● PROBLEM DESCRIPTION: Which lines in the data below contain the word "usize"? Copy each of them.

● DATASET RECORDS:
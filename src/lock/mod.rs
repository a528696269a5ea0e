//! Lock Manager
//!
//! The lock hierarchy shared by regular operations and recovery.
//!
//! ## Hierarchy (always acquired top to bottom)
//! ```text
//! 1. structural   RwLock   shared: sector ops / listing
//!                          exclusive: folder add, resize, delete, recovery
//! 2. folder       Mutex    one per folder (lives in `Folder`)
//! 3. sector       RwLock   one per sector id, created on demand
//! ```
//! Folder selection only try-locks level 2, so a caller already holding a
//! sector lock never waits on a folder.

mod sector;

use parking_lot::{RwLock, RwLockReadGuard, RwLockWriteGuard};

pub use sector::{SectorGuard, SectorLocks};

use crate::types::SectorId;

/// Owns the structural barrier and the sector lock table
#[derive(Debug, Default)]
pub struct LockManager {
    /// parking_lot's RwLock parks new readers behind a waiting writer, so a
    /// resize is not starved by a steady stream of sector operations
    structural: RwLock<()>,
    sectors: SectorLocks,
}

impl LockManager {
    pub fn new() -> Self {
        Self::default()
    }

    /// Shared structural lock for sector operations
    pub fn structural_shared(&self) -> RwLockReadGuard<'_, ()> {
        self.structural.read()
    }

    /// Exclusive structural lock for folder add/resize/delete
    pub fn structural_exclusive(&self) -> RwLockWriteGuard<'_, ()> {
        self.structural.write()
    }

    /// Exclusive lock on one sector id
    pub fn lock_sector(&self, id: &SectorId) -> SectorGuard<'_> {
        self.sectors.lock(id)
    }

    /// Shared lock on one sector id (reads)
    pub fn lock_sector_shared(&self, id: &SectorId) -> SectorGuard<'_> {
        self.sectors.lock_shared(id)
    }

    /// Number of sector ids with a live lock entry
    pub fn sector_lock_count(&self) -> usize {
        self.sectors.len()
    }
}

* * *

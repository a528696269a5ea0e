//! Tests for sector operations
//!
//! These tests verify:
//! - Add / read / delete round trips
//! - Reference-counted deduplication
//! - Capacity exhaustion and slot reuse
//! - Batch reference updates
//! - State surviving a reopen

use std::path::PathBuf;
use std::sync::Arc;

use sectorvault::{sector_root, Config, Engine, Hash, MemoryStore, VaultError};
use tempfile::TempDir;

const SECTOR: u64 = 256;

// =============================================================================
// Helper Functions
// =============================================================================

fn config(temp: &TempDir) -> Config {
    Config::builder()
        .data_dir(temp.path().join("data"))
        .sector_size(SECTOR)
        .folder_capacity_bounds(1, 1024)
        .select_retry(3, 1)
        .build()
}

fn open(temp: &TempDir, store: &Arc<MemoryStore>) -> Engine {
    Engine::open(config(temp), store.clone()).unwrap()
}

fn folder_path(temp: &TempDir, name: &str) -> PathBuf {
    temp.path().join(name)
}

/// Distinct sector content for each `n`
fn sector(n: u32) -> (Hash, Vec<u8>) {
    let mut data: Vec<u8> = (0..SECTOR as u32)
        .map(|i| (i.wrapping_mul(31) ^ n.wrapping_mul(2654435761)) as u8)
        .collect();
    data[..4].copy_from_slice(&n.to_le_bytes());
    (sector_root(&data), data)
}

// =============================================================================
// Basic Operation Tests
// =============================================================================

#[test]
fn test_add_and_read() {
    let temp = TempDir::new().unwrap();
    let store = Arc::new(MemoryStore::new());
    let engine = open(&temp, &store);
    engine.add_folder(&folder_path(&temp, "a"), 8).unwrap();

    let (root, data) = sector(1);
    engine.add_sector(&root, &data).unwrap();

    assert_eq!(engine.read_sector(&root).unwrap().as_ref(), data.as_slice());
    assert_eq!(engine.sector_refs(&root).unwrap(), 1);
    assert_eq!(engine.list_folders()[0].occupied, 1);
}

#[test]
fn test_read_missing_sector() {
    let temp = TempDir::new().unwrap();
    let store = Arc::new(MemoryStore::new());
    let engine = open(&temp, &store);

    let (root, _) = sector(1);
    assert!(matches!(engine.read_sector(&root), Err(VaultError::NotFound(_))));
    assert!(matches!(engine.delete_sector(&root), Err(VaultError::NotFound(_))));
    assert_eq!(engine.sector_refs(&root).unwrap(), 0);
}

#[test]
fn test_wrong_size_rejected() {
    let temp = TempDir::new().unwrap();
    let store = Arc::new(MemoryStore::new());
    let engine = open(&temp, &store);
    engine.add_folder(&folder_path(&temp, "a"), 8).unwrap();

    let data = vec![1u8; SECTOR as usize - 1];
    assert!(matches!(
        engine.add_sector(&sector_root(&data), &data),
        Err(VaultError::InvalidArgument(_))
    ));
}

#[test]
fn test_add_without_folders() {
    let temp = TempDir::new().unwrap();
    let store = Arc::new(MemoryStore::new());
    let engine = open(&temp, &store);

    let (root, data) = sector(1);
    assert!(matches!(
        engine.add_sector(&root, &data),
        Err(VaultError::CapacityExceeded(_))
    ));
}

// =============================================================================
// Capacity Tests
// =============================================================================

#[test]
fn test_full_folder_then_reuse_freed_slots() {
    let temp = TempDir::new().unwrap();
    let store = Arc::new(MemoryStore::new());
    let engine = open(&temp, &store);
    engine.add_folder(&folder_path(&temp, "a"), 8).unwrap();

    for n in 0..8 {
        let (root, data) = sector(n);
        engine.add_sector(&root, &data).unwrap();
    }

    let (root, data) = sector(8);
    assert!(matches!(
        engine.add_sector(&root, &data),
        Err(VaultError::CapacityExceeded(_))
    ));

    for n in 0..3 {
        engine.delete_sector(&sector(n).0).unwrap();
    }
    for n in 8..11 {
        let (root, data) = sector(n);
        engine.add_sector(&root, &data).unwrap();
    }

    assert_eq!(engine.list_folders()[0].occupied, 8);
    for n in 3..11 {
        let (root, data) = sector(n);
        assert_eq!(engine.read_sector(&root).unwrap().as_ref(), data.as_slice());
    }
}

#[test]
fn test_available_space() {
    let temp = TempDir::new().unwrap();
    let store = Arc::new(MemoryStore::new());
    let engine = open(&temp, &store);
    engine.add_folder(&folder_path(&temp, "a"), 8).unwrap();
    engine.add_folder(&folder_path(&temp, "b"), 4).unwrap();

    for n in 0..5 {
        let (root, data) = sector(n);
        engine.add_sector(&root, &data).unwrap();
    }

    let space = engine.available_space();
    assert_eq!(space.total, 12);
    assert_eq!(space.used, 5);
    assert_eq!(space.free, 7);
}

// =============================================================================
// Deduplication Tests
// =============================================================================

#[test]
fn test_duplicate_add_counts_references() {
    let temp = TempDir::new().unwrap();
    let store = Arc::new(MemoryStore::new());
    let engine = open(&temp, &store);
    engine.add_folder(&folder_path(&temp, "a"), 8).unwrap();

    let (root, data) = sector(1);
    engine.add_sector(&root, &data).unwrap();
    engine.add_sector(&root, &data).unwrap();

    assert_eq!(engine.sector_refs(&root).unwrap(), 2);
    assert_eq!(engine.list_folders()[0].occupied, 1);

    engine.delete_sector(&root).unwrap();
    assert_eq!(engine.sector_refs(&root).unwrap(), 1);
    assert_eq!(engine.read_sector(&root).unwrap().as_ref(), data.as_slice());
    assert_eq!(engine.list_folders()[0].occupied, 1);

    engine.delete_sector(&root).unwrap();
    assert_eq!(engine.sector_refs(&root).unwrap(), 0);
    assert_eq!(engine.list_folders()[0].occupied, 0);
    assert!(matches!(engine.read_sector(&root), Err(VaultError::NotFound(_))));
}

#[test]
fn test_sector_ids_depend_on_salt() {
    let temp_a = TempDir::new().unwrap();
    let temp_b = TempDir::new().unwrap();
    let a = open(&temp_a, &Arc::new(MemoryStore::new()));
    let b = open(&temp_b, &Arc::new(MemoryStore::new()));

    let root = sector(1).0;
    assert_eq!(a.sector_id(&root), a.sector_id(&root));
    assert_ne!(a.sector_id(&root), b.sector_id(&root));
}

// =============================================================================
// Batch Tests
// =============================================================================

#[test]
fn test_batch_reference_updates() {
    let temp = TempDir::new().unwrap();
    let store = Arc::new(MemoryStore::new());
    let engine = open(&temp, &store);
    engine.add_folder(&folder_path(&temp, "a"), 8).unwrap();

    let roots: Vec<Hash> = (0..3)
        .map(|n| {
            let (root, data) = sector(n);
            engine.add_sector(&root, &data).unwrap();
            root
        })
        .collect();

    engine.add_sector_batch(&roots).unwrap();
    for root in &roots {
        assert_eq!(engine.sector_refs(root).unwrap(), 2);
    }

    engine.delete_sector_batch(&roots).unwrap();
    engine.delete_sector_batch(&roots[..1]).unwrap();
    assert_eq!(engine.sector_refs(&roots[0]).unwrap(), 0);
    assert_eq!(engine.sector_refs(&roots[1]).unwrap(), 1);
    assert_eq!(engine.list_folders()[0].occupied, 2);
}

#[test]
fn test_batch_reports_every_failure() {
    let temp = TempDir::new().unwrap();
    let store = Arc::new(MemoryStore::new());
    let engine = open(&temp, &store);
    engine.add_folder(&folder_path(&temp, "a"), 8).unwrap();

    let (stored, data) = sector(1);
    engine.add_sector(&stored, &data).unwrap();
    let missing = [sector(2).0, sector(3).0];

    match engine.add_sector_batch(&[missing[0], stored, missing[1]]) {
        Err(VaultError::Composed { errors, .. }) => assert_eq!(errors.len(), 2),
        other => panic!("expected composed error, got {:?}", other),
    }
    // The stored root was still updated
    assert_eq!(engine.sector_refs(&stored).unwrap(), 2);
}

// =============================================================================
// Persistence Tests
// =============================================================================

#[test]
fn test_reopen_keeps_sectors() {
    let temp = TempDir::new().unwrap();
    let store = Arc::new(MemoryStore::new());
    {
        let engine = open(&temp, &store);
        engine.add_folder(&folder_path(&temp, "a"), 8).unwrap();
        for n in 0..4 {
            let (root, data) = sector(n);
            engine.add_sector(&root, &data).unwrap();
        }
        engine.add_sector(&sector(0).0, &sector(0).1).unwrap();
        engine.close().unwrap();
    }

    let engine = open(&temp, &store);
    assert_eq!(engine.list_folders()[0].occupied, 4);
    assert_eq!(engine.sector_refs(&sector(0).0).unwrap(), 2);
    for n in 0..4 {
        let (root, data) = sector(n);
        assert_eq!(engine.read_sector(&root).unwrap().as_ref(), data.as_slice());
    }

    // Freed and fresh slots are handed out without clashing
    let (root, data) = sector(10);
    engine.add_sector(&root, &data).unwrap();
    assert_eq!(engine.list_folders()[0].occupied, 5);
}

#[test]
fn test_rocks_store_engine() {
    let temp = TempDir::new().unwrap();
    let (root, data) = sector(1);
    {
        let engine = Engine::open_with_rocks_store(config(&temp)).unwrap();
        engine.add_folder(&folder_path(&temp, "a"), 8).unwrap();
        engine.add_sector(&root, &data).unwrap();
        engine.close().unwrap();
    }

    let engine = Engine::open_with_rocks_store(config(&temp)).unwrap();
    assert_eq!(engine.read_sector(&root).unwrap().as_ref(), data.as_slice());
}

● RESPONSE:
    pub fn sector_lock_count(&self) -> usize {
    let data = vec![1u8; SECTOR as usize - 1];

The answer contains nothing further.